5 - Contrat difficile pour un apprenti fugueur

p. 381-382


Texte intégral

1Julien Simon, demi-frère de Louis-Francois Simon, n’avait pas réussi à être étaminier comme son père et son frère. Mis en apprentissage de menuisier chez le sieur Noël Morin, il avait déjà une fois quitté son maître. Si la chose se reproduisait, le père, Pierre Simon, s’engageait à sonner l’angélus de midi gratuitement pendant neuf ans, la rémunération de ce service public étant due par le sieur Morin, au titre d’un pré grevé, par legs, de cette dette.

23 janvier 1743. Traité d’apprentissage de Julien Simon avec le sieur Morin

2Devant nous Jean Pillot… [notaire] en la résidence de Mézeray, demeurant au bourg de La Fontaine Saint Martin soussigné, ont été présents en leurs personnes chacun du sieur Noël Morin, marchand menuisier, et Pierre Simon, sacriste, père de Julien Simon âgé d’environ dix huit ans, demeurant à La Fontaine, entre lesquels a été fait et convenu le marché d’apprentissage de menuisier qui s’ensuit.

3Savoir est que ledit Simon père a mis son fils, ce acceptant, chez le sieur Morin pour le temps et terme de trois années et demie entières parfaites et consécutives, qui ont commencé du onzième jour d’octobre dernier et finiront à pareil jour, lequel temps de trois années et demie est donné en faveur du présent marché, au moyen de quoi Morin s’oblige et promet à Simon père de montrer et enseigner à Simon son fils tout ce qui concerne son métier, sans rien lui cacher et avec toute la douceur possible d’un père à un enfant, et de ne loger son dit apprenti que de Toussaint dernier en un an30, de le nourrir pendant les trois années et demie.

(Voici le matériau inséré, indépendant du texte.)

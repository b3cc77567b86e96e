//! SQLite backend for the Warden records store.
//!
//! Wraps [`tokio_rusqlite`] so all database access runs on a dedicated
//! thread without blocking the async runtime. One table per entity; plain
//! text column encodings.

mod encode;
mod schema;
mod store;

pub mod error;

pub use error::{Error, Result};
pub use store::SqliteStore;

#[cfg(test)]
mod tests;
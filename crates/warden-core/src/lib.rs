//! Core domain types for the Warden facility records store.
//!
//! This crate is deliberately free of HTTP and database dependencies.
//! All other crates depend on it; it depends on nothing proprietary.

pub mod access;
pub mod alert;
pub mod cell;
pub mod error;
pub mod identity;
pub mod log;
pub mod person;
pub mod report;
pub mod store;
pub mod task;
pub mod visit;

pub use error::{Error, Result};

#[cfg(test)]
mod tests;
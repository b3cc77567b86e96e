//! The `FacilityStore` trait.
//!
//! Implemented by storage backends (e.g. `warden-store-sqlite`). Higher
//! layers (`warden-api`, the server binary) depend on this abstraction, not
//! on any concrete backend.
//!
//! The persistence policy is confirm-then-apply: callers mutate an
//! in-memory copy through a guarded transition, persist it with the
//! matching `update_*` method, and only treat the transition as applied
//! once the update succeeds. A failed update leaves the stored record
//! untouched.

use std::future::Future;

use crate::{
  access::AccessGrant,
  alert::SecurityAlert,
  cell::Cell,
  log::SecurityLog,
  person::{Employee, Prisoner, Visitor},
  task::Task,
  visit::Visit,
};

/// Abstraction over a Warden records store backend.
///
/// All methods return `Send` futures so the trait can be used in
/// multi-threaded async runtimes (e.g. tokio with `axum`). `get_*` returns
/// `None` for an unknown ID; `update_*` on an unknown ID is an error.
pub trait FacilityStore: Send + Sync {
  type Error: std::error::Error + Send + Sync + 'static;

  // ── Prisoners ─────────────────────────────────────────────────────────

  fn add_prisoner(
    &self,
    prisoner: Prisoner,
  ) -> impl Future<Output = Result<(), Self::Error>> + Send + '_;

  fn get_prisoner<'a>(
    &'a self,
    id: &'a str,
  ) -> impl Future<Output = Result<Option<Prisoner>, Self::Error>> + Send + 'a;

  fn list_prisoners(
    &self,
  ) -> impl Future<Output = Result<Vec<Prisoner>, Self::Error>> + Send + '_;

  fn update_prisoner(
    &self,
    prisoner: Prisoner,
  ) -> impl Future<Output = Result<(), Self::Error>> + Send + '_;

  // ── Employees ─────────────────────────────────────────────────────────

  fn add_employee(
    &self,
    employee: Employee,
  ) -> impl Future<Output = Result<(), Self::Error>> + Send + '_;

  fn get_employee<'a>(
    &'a self,
    id: &'a str,
  ) -> impl Future<Output = Result<Option<Employee>, Self::Error>> + Send + 'a;

  fn list_employees(
    &self,
  ) -> impl Future<Output = Result<Vec<Employee>, Self::Error>> + Send + '_;

  fn update_employee(
    &self,
    employee: Employee,
  ) -> impl Future<Output = Result<(), Self::Error>> + Send + '_;

  // ── Visitors ──────────────────────────────────────────────────────────

  fn add_visitor(
    &self,
    visitor: Visitor,
  ) -> impl Future<Output = Result<(), Self::Error>> + Send + '_;

  fn get_visitor<'a>(
    &'a self,
    id: &'a str,
  ) -> impl Future<Output = Result<Option<Visitor>, Self::Error>> + Send + 'a;

  fn list_visitors(
    &self,
  ) -> impl Future<Output = Result<Vec<Visitor>, Self::Error>> + Send + '_;

  fn update_visitor(
    &self,
    visitor: Visitor,
  ) -> impl Future<Output = Result<(), Self::Error>> + Send + '_;

  // ── Cells ─────────────────────────────────────────────────────────────

  fn add_cell(
    &self,
    cell: Cell,
  ) -> impl Future<Output = Result<(), Self::Error>> + Send + '_;

  fn get_cell<'a>(
    &'a self,
    id: &'a str,
  ) -> impl Future<Output = Result<Option<Cell>, Self::Error>> + Send + 'a;

  fn list_cells(
    &self,
  ) -> impl Future<Output = Result<Vec<Cell>, Self::Error>> + Send + '_;

  fn update_cell(
    &self,
    cell: Cell,
  ) -> impl Future<Output = Result<(), Self::Error>> + Send + '_;

  /// Persist a cell and a prisoner in one atomic write.
  ///
  /// Occupancy operations touch both sides of the relationship; neither
  /// row may land without the other.
  fn update_cell_and_prisoner(
    &self,
    cell: Cell,
    prisoner: Prisoner,
  ) -> impl Future<Output = Result<(), Self::Error>> + Send + '_;

  // ── Visits ────────────────────────────────────────────────────────────

  fn add_visit(
    &self,
    visit: Visit,
  ) -> impl Future<Output = Result<(), Self::Error>> + Send + '_;

  fn get_visit<'a>(
    &'a self,
    id: &'a str,
  ) -> impl Future<Output = Result<Option<Visit>, Self::Error>> + Send + 'a;

  fn list_visits(
    &self,
  ) -> impl Future<Output = Result<Vec<Visit>, Self::Error>> + Send + '_;

  /// All visits for one prisoner; served by the SQL layer directly.
  fn list_visits_for_prisoner<'a>(
    &'a self,
    prisoner_id: &'a str,
  ) -> impl Future<Output = Result<Vec<Visit>, Self::Error>> + Send + 'a;

  fn update_visit(
    &self,
    visit: Visit,
  ) -> impl Future<Output = Result<(), Self::Error>> + Send + '_;

  // ── Tasks ─────────────────────────────────────────────────────────────

  fn add_task(
    &self,
    task: Task,
  ) -> impl Future<Output = Result<(), Self::Error>> + Send + '_;

  fn get_task<'a>(
    &'a self,
    id: &'a str,
  ) -> impl Future<Output = Result<Option<Task>, Self::Error>> + Send + 'a;

  fn list_tasks(
    &self,
  ) -> impl Future<Output = Result<Vec<Task>, Self::Error>> + Send + '_;

  fn update_task(
    &self,
    task: Task,
  ) -> impl Future<Output = Result<(), Self::Error>> + Send + '_;

  // ── Alerts ────────────────────────────────────────────────────────────

  fn add_alert(
    &self,
    alert: SecurityAlert,
  ) -> impl Future<Output = Result<(), Self::Error>> + Send + '_;

  fn get_alert<'a>(
    &'a self,
    id: &'a str,
  ) -> impl Future<Output = Result<Option<SecurityAlert>, Self::Error>> + Send + 'a;

  fn list_alerts(
    &self,
  ) -> impl Future<Output = Result<Vec<SecurityAlert>, Self::Error>> + Send + '_;

  fn update_alert(
    &self,
    alert: SecurityAlert,
  ) -> impl Future<Output = Result<(), Self::Error>> + Send + '_;

  // ── Logs — append-only ────────────────────────────────────────────────

  /// Record a log entry. Log rows are never updated afterwards.
  fn record_log(
    &self,
    entry: SecurityLog,
  ) -> impl Future<Output = Result<(), Self::Error>> + Send + '_;

  fn list_logs(
    &self,
  ) -> impl Future<Output = Result<Vec<SecurityLog>, Self::Error>> + Send + '_;

  // ── Access grants ─────────────────────────────────────────────────────

  fn add_grant(
    &self,
    grant: AccessGrant,
  ) -> impl Future<Output = Result<(), Self::Error>> + Send + '_;

  fn get_grant<'a>(
    &'a self,
    id: &'a str,
  ) -> impl Future<Output = Result<Option<AccessGrant>, Self::Error>> + Send + 'a;

  fn list_grants(
    &self,
  ) -> impl Future<Output = Result<Vec<AccessGrant>, Self::Error>> + Send + '_;

  /// All grants held by one person; served by the SQL layer directly.
  fn list_grants_for_holder<'a>(
    &'a self,
    holder_id: &'a str,
  ) -> impl Future<Output = Result<Vec<AccessGrant>, Self::Error>> + Send + 'a;

  fn update_grant(
    &self,
    grant: AccessGrant,
  ) -> impl Future<Output = Result<(), Self::Error>> + Send + '_;
}
//! Prison cells and their occupancy model.
//!
//! A cell's status is never stored: it is a pure function of the occupant
//! count against capacity, overridden by an explicit maintenance flag.
//! `0 <= occupancy <= capacity` holds after every mutation.

use serde::{Deserialize, Serialize};

use crate::{Error, Result, identity::require_non_empty};

// ─── Status ──────────────────────────────────────────────────────────────────

/// The derived cell status. Maintenance wins over the occupancy tiers and
/// is only entered or left through the explicit maintenance operations.
#[derive(Debug, Clone, Copy, PartialEq, Eq, Serialize, Deserialize)]
#[serde(rename_all = "lowercase")]
pub enum CellStatus {
  Vacant,
  Occupied,
  Full,
  Maintenance,
}

impl CellStatus {
  pub fn as_str(&self) -> &'static str {
    match self {
      Self::Vacant => "Vacant",
      Self::Occupied => "Occupied",
      Self::Full => "Full",
      Self::Maintenance => "Maintenance",
    }
  }
}

// ─── Cell ────────────────────────────────────────────────────────────────────

#[derive(Debug, Clone, Serialize, Deserialize)]
pub struct Cell {
  id:          String,
  block:       Option<String>,
  capacity:    u32,
  occupants:   Vec<String>,
  maintenance: bool,
}

impl Cell {
  /// Create a cell. Capacity must be positive.
  pub fn new(
    id: impl Into<String>,
    block: Option<String>,
    capacity: u32,
  ) -> Result<Self> {
    let id = id.into();
    require_non_empty("id", &id)?;
    if capacity == 0 {
      return Err(Error::Validation {
        field:  "capacity",
        reason: "must be positive".into(),
      });
    }
    Ok(Self {
      id,
      block,
      capacity,
      occupants: Vec::new(),
      maintenance: false,
    })
  }

  /// Reassemble a cell from persisted fields. For storage backends.
  pub fn restore(
    id: String,
    block: Option<String>,
    capacity: u32,
    occupants: Vec<String>,
    maintenance: bool,
  ) -> Self {
    Self { id, block, capacity, occupants, maintenance }
  }

  // ── Occupancy mutations ───────────────────────────────────────────────────

  /// Put an occupant in the cell. Fails on a full or maintenance cell and
  /// on a duplicate occupant; on failure the occupant list is unchanged.
  pub fn assign(&mut self, occupant_id: &str) -> Result<()> {
    if self.maintenance {
      return Err(Error::CellUnderMaintenance(self.id.clone()));
    }
    if self.occupants.iter().any(|o| o == occupant_id) {
      return Err(Error::AlreadyAssigned {
        cell:     self.id.clone(),
        occupant: occupant_id.to_owned(),
      });
    }
    if self.occupants.len() as u32 >= self.capacity {
      return Err(Error::CellFull(self.id.clone()));
    }
    self.occupants.push(occupant_id.to_owned());
    Ok(())
  }

  /// Take an occupant out of the cell. Allowed under maintenance so a cell
  /// can be emptied for work; never clears the maintenance flag.
  pub fn remove(&mut self, occupant_id: &str) -> Result<()> {
    let Some(idx) = self.occupants.iter().position(|o| o == occupant_id)
    else {
      return Err(Error::NotAssigned {
        cell:     self.id.clone(),
        occupant: occupant_id.to_owned(),
      });
    };
    self.occupants.remove(idx);
    Ok(())
  }

  pub fn begin_maintenance(&mut self) { self.maintenance = true; }

  pub fn end_maintenance(&mut self) { self.maintenance = false; }

  // ── Derived ───────────────────────────────────────────────────────────────

  /// Recomputed on every call; safe to call repeatedly.
  pub fn status(&self) -> CellStatus {
    if self.maintenance {
      CellStatus::Maintenance
    } else if self.occupants.is_empty() {
      CellStatus::Vacant
    } else if self.occupants.len() as u32 == self.capacity {
      CellStatus::Full
    } else {
      CellStatus::Occupied
    }
  }

  pub fn occupancy(&self) -> usize { self.occupants.len() }

  // ── Accessors ─────────────────────────────────────────────────────────────

  pub fn id(&self) -> &str { &self.id }

  pub fn block(&self) -> Option<&str> { self.block.as_deref() }

  pub fn capacity(&self) -> u32 { self.capacity }

  pub fn occupants(&self) -> &[String] { &self.occupants }

  pub fn under_maintenance(&self) -> bool { self.maintenance }
}
//! Handlers for `/cells` endpoints.
//!
//! Cell responses carry the derived occupancy status alongside the stored
//! fields. Assigning and removing occupants updates both sides of the
//! relationship — the cell's occupant list and the prisoner's `cell_id` —
//! persisted in one atomic write.

use std::sync::Arc;

use axum::{
  Json,
  extract::{Path, Query, State},
  http::StatusCode,
  response::IntoResponse,
};
use serde::{Deserialize, Serialize};
use warden_core::{
  cell::{Cell, CellStatus},
  report::filter_by_status,
  store::FacilityStore,
};

use crate::error::{ApiError, store_err};

/// A cell plus its derived status.
#[derive(Debug, Serialize)]
pub struct CellView {
  #[serde(flatten)]
  pub cell:   Cell,
  pub status: CellStatus,
}

impl From<Cell> for CellView {
  fn from(cell: Cell) -> Self {
    let status = cell.status();
    Self { cell, status }
  }
}

#[derive(Debug, Deserialize)]
pub struct ListParams {
  pub status: Option<String>,
}

/// `GET /cells[?status=vacant]` — the filter matches the derived status.
pub async fn list<S>(
  State(store): State<Arc<S>>,
  Query(params): Query<ListParams>,
) -> Result<Json<Vec<CellView>>, ApiError>
where
  S: FacilityStore,
{
  let cells = store.list_cells().await.map_err(store_err)?;
  let cells: Vec<Cell> = match &params.status {
    Some(status) => {
      filter_by_status(&cells, status).into_iter().cloned().collect()
    }
    None => cells,
  };
  Ok(Json(cells.into_iter().map(CellView::from).collect()))
}

/// `GET /cells/:id`
pub async fn get_one<S>(
  State(store): State<Arc<S>>,
  Path(id): Path<String>,
) -> Result<Json<CellView>, ApiError>
where
  S: FacilityStore,
{
  let cell = store
    .get_cell(&id)
    .await
    .map_err(store_err)?
    .ok_or_else(|| ApiError::NotFound(format!("cell {id} not found")))?;
  Ok(Json(CellView::from(cell)))
}

/// JSON body accepted by `POST /cells`. The cell label is the
/// caller-supplied `id`.
#[derive(Debug, Deserialize)]
pub struct NewCellBody {
  pub id:       String,
  pub block:    Option<String>,
  pub capacity: u32,
}

/// `POST /cells` — returns 201 + the stored cell.
pub async fn create<S>(
  State(store): State<Arc<S>>,
  Json(body): Json<NewCellBody>,
) -> Result<impl IntoResponse, ApiError>
where
  S: FacilityStore,
{
  let cell = Cell::new(body.id, body.block, body.capacity)?;
  store.add_cell(cell.clone()).await.map_err(store_err)?;
  Ok((StatusCode::CREATED, Json(CellView::from(cell))))
}

#[derive(Debug, Deserialize)]
pub struct OccupantBody {
  pub prisoner_id: String,
}

/// `POST /cells/:id/assign` — puts a prisoner in the cell.
///
/// 409 on a full or maintenance cell or a duplicate occupant; the prisoner
/// must be In Custody.
pub async fn assign<S>(
  State(store): State<Arc<S>>,
  Path(id): Path<String>,
  Json(body): Json<OccupantBody>,
) -> Result<Json<CellView>, ApiError>
where
  S: FacilityStore,
{
  let mut cell = store
    .get_cell(&id)
    .await
    .map_err(store_err)?
    .ok_or_else(|| ApiError::NotFound(format!("cell {id} not found")))?;
  let mut prisoner = store
    .get_prisoner(&body.prisoner_id)
    .await
    .map_err(store_err)?
    .ok_or_else(|| {
      ApiError::NotFound(format!("prisoner {} not found", body.prisoner_id))
    })?;

  cell.assign(&body.prisoner_id)?;
  prisoner.move_to_cell(cell.id())?;

  store
    .update_cell_and_prisoner(cell.clone(), prisoner)
    .await
    .map_err(store_err)?;
  Ok(Json(CellView::from(cell)))
}

/// `POST /cells/:id/remove` — takes a prisoner out of the cell.
///
/// Allowed while the cell is under maintenance; 409 if the prisoner is not
/// an occupant. An occupant whose own assignment is already clear (legacy
/// data) is removed from the cell side only.
pub async fn remove<S>(
  State(store): State<Arc<S>>,
  Path(id): Path<String>,
  Json(body): Json<OccupantBody>,
) -> Result<Json<CellView>, ApiError>
where
  S: FacilityStore,
{
  let mut cell = store
    .get_cell(&id)
    .await
    .map_err(store_err)?
    .ok_or_else(|| ApiError::NotFound(format!("cell {id} not found")))?;
  let mut prisoner = store
    .get_prisoner(&body.prisoner_id)
    .await
    .map_err(store_err)?
    .ok_or_else(|| {
      ApiError::NotFound(format!("prisoner {} not found", body.prisoner_id))
    })?;

  cell.remove(&body.prisoner_id)?;

  if prisoner.cell_id() == Some(cell.id()) {
    prisoner.remove_from_cell()?;
    store
      .update_cell_and_prisoner(cell.clone(), prisoner)
      .await
      .map_err(store_err)?;
  } else {
    store.update_cell(cell.clone()).await.map_err(store_err)?;
  }
  Ok(Json(CellView::from(cell)))
}

#[derive(Debug, Deserialize)]
pub struct MaintenanceBody {
  /// `true` to begin maintenance, `false` to end it.
  pub active: bool,
}

/// `POST /cells/:id/maintenance` — toggles the maintenance flag.
///
/// Maintenance may begin regardless of occupancy; occupants can still be
/// removed while it is active.
pub async fn maintenance<S>(
  State(store): State<Arc<S>>,
  Path(id): Path<String>,
  Json(body): Json<MaintenanceBody>,
) -> Result<Json<CellView>, ApiError>
where
  S: FacilityStore,
{
  let mut cell = store
    .get_cell(&id)
    .await
    .map_err(store_err)?
    .ok_or_else(|| ApiError::NotFound(format!("cell {id} not found")))?;
  if body.active {
    cell.begin_maintenance();
  } else {
    cell.end_maintenance();
  }
  store.update_cell(cell.clone()).await.map_err(store_err)?;
  Ok(Json(CellView::from(cell)))
}
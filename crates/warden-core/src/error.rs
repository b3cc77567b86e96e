//! Error types for `warden-core`.

use thiserror::Error;

#[derive(Debug, Error)]
pub enum Error {
  /// A required field was missing or malformed at construction.
  #[error("validation failed for {field}: {reason}")]
  Validation {
    field:  &'static str,
    reason: String,
  },

  /// A guarded transition's status precondition was not met.
  /// The entity is left unchanged.
  #[error("cannot {action} {entity} {id}: status is {status}")]
  InvalidTransition {
    entity: &'static str,
    id:     String,
    action: &'static str,
    status: &'static str,
  },

  #[error("cell {0} is at capacity")]
  CellFull(String),

  #[error("cell {0} is under maintenance")]
  CellUnderMaintenance(String),

  #[error("occupant {occupant} is already assigned to cell {cell}")]
  AlreadyAssigned { cell: String, occupant: String },

  #[error("occupant {occupant} is not assigned to cell {cell}")]
  NotAssigned { cell: String, occupant: String },
}

impl Error {
  /// `true` for the status-precondition failures (the "state error" class,
  /// as opposed to input validation).
  pub fn is_state_error(&self) -> bool {
    matches!(
      self,
      Self::InvalidTransition { .. }
        | Self::CellFull(_)
        | Self::CellUnderMaintenance(_)
        | Self::AlreadyAssigned { .. }
        | Self::NotAssigned { .. }
    )
  }
}

pub type Result<T, E = Error> = std::result::Result<T, E>;
//! SQL schema for the Warden SQLite store.
//!
//! Executed once at connection startup. Future migrations will be gated on
//! the `user_version` number.

/// Full schema DDL; idempotent thanks to `CREATE TABLE IF NOT EXISTS`.
pub const SCHEMA: &str = "
PRAGMA journal_mode = WAL;
PRAGMA foreign_keys = ON;

CREATE TABLE IF NOT EXISTS prisoners (
    id          TEXT PRIMARY KEY,
    name        TEXT NOT NULL,
    phone       TEXT,
    cell_id     TEXT,
    admitted_at TEXT NOT NULL,   -- ISO 8601 UTC
    status      TEXT NOT NULL,   -- 'in_custody' | 'released'
    released_by TEXT,
    released_at TEXT
);

CREATE TABLE IF NOT EXISTS employees (
    id             TEXT PRIMARY KEY,
    name           TEXT NOT NULL,
    phone          TEXT,
    title          TEXT NOT NULL,
    department     TEXT,
    hired_at       TEXT NOT NULL,
    status         TEXT NOT NULL,   -- 'active' | 'inactive'
    deactivated_at TEXT
);

CREATE TABLE IF NOT EXISTS visitors (
    id            TEXT PRIMARY KEY,
    name          TEXT NOT NULL,
    phone         TEXT,
    relationship  TEXT,
    registered_at TEXT NOT NULL,
    status        TEXT NOT NULL,   -- 'approved' | 'banned'
    banned_by     TEXT,
    banned_at     TEXT,
    ban_reason    TEXT
);

CREATE TABLE IF NOT EXISTS cells (
    id          TEXT PRIMARY KEY,
    block       TEXT,
    capacity    INTEGER NOT NULL,
    occupants   TEXT NOT NULL DEFAULT '[]',   -- JSON array of prisoner IDs
    maintenance INTEGER NOT NULL DEFAULT 0
);

CREATE TABLE IF NOT EXISTS visits (
    id               TEXT PRIMARY KEY,
    prisoner_id      TEXT NOT NULL REFERENCES prisoners(id),
    visitor_id       TEXT NOT NULL REFERENCES visitors(id),
    scheduled_at     TEXT NOT NULL,
    duration_minutes INTEGER NOT NULL,
    created_at       TEXT NOT NULL,
    status           TEXT NOT NULL,   -- 'scheduled' | 'in_progress' | 'completed' | 'cancelled'
    started_at       TEXT,
    completed_at     TEXT,
    cancelled_at     TEXT
);

CREATE TABLE IF NOT EXISTS tasks (
    id           TEXT PRIMARY KEY,
    description  TEXT NOT NULL,
    assigned_to  TEXT NOT NULL,
    created_at   TEXT NOT NULL,
    due_at       TEXT,
    status       TEXT NOT NULL,   -- 'pending' | 'in_progress' | 'completed' | 'cancelled'
    started_at   TEXT,
    completed_by TEXT,
    completed_at TEXT,
    cancelled_at TEXT
);

CREATE TABLE IF NOT EXISTS alerts (
    id              TEXT PRIMARY KEY,
    message         TEXT NOT NULL,
    severity        TEXT NOT NULL,   -- 'low' | 'medium' | 'high' | 'critical'
    location        TEXT,
    created_at      TEXT NOT NULL,
    status          TEXT NOT NULL,   -- 'active' | 'acknowledged' | 'resolved'
    acknowledged_by TEXT,
    acknowledged_at TEXT,
    resolved_by     TEXT,
    resolved_at     TEXT
);

-- Log entries are strictly append-only.
-- No UPDATE or DELETE is ever issued against this table.
CREATE TABLE IF NOT EXISTS logs (
    id        TEXT PRIMARY KEY,
    message   TEXT NOT NULL,
    level     TEXT NOT NULL,   -- 'info' | 'warning' | 'critical'
    source    TEXT,
    logged_at TEXT NOT NULL
);

CREATE TABLE IF NOT EXISTS grants (
    id         TEXT PRIMARY KEY,
    holder_id  TEXT NOT NULL,
    area       TEXT NOT NULL,
    level      TEXT NOT NULL,   -- 'none' | 'view' | 'edit' | 'full'
    granted_by TEXT NOT NULL,
    granted_at TEXT NOT NULL,
    expires_on TEXT,            -- YYYY-MM-DD or NULL for permanent
    active     INTEGER NOT NULL DEFAULT 1,
    revoked_by TEXT,
    revoked_at TEXT
);

CREATE INDEX IF NOT EXISTS visits_prisoner_idx ON visits(prisoner_id);
CREATE INDEX IF NOT EXISTS visits_status_idx   ON visits(status);
CREATE INDEX IF NOT EXISTS tasks_status_idx    ON tasks(status);
CREATE INDEX IF NOT EXISTS alerts_status_idx   ON alerts(status);
CREATE INDEX IF NOT EXISTS logs_logged_idx     ON logs(logged_at);
CREATE INDEX IF NOT EXISTS grants_holder_idx   ON grants(holder_id);

PRAGMA user_version = 1;
";
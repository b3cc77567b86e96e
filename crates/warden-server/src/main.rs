//! Warden server binary.
//!
//! Reads `config.toml` (or the path specified with `--config`), opens an
//! in-process SQLite store, and serves the JSON API over HTTP. Every
//! setting can be overridden with a `WARDEN_*` environment variable
//! (e.g. `WARDEN_PORT=8080`).

use std::{
  path::{Path, PathBuf},
  sync::Arc,
  time::Duration,
};

use anyhow::Context as _;
use clap::Parser;
use serde::Deserialize;
use tokio::net::TcpListener;
use tower_http::trace::TraceLayer;
use tracing::level_filters::LevelFilter;
use tracing_subscriber::EnvFilter;
use warden_store_sqlite::SqliteStore;

#[derive(Parser)]
#[command(author, version, about = "Warden facility records server")]
struct Cli {
  /// Path to the TOML configuration file.
  #[arg(short, long, default_value = "config.toml")]
  config: PathBuf,
}

/// Runtime server configuration, deserialised from `config.toml`.
#[derive(Debug, Clone, Deserialize)]
struct ServerConfig {
  #[serde(default = "default_host")]
  host:       String,
  #[serde(default = "default_port")]
  port:       u16,
  #[serde(default = "default_store_path")]
  store_path: PathBuf,
}

fn default_host() -> String { "127.0.0.1".into() }

fn default_port() -> u16 { 7070 }

fn default_store_path() -> PathBuf { PathBuf::from("warden.db") }

#[tokio::main]
async fn main() -> anyhow::Result<()> {
  // Initialise tracing.
  tracing_subscriber::fmt()
    .with_env_filter(
      EnvFilter::builder()
        .with_default_directive(LevelFilter::INFO.into())
        .from_env_lossy(),
    )
    .init();

  let cli = Cli::parse();

  // Load configuration.
  let settings = config::Config::builder()
    .add_source(config::File::from(cli.config).required(false))
    .add_source(config::Environment::with_prefix("WARDEN"))
    .build()
    .context("failed to read config file")?;

  let server_cfg: ServerConfig = settings
    .try_deserialize()
    .context("failed to deserialise ServerConfig")?;

  // Expand `~` in store path and open the store.
  let store_path = expand_tilde(&server_cfg.store_path);
  let store = open_store_with_retry(&store_path)
    .await
    .with_context(|| format!("failed to open store at {store_path:?}"))?;

  let app = axum::Router::new()
    .nest("/api", warden_api::api_router(Arc::new(store)))
    .layer(TraceLayer::new_for_http());
  let address = format!("{}:{}", server_cfg.host, server_cfg.port);

  tracing::info!("Listening on http://{address}");
  let listener = TcpListener::bind(&address)
    .await
    .with_context(|| format!("failed to bind {address}"))?;

  axum::serve(listener, app).await.context("server error")?;

  Ok(())
}

/// Open the store, retrying a bounded number of times before giving up.
///
/// Startup is the only place any retry happens; three attempts with a fixed
/// two-second delay, then the last error surfaces.
async fn open_store_with_retry(path: &Path) -> anyhow::Result<SqliteStore> {
  const ATTEMPTS: u32 = 3;
  const DELAY: Duration = Duration::from_secs(2);

  let mut last_err = None;
  for attempt in 1..=ATTEMPTS {
    match SqliteStore::open(path).await {
      Ok(store) => return Ok(store),
      Err(e) => {
        tracing::warn!("store open attempt {attempt}/{ATTEMPTS} failed: {e}");
        last_err = Some(e);
        if attempt < ATTEMPTS {
          tokio::time::sleep(DELAY).await;
        }
      }
    }
  }
  Err(
    last_err
      .map(anyhow::Error::from)
      .unwrap_or_else(|| anyhow::anyhow!("store open failed")),
  )
}

/// Expand a leading `~` to the user's home directory.
fn expand_tilde(path: &Path) -> PathBuf {
  let s = path.to_string_lossy();
  if let Some(rest) = s.strip_prefix("~/")
    && let Ok(home) = std::env::var("HOME")
  {
    return PathBuf::from(home).join(rest);
  }
  path.to_path_buf()
}

#[cfg(test)]
mod tests {
  use super::*;

  #[tokio::test(start_paused = true)]
  async fn store_open_retry_gives_up_after_three_attempts() {
    // A directory is never a valid SQLite file, so every attempt fails.
    let started = tokio::time::Instant::now();
    let result = open_store_with_retry(Path::new("/")).await;
    assert!(result.is_err());
    // Two inter-attempt delays of 2 s each, auto-advanced by the paused
    // clock.
    assert_eq!(started.elapsed(), Duration::from_secs(4));
  }

  #[test]
  fn tilde_expansion() {
    // SAFETY: tests run single-threaded within this module.
    unsafe { std::env::set_var("HOME", "/home/guard") };
    assert_eq!(
      expand_tilde(Path::new("~/warden.db")),
      PathBuf::from("/home/guard/warden.db"),
    );
    assert_eq!(
      expand_tilde(Path::new("/var/lib/warden.db")),
      PathBuf::from("/var/lib/warden.db"),
    );
  }
}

De chauffer et loger après le temps de Toussaint prochain, même avant, si ledit Simon père venait à décéder. Comme aussi le cas advenant du décès avant le temps expiré de trois ans et demi s’oblige le sieur Morin à blanchir ledit apprenti aux conditions aussi que Simon lui sera soumis et fera tout ce qui concernera le métier et sera obéissant au sieur Morin en toutes choses convenables ; et le cas arrivant que ledit apprenti sortit de chez Morin avant son temps expiré, il est convenu de la part de Simon père que Morin pendant neuf années ne paiera pas le son du midi qui est trois livres par an, lesquelles il doit à la sacristie de cette paroisse pour raison d’un pré qu’il possède, sans laquelle clause ces présentes n’eussent été consenties. Au cas de perte de temps pour maladie ne sera tenu l’apprenti de lui rendre que la moitié des journées perdues ; à l’égard des autres il les lui rendra par compte ; et en faveur du présent marché fera faire le sieur Morin une paire de souliers neufs à l’apprenti pour le temps de Pâques prochain.

4… Simon père a déclaré ne savoir signer.

5[La minute est signée par Julien Simon, Noël Morin et les témoins].

Notes de bas de page

30 * D’ici là, on peut supposer que le jeune homme vivra chez son père. Peut-être s’agitil pour l’employeur de se ménager une période probatoire pour tester cet apprenti. On observe d’ailleurs que le contrat n’est signé que le 23 janvier 1743 alors que l’apprentissage a commencé le 11 octobre 1742.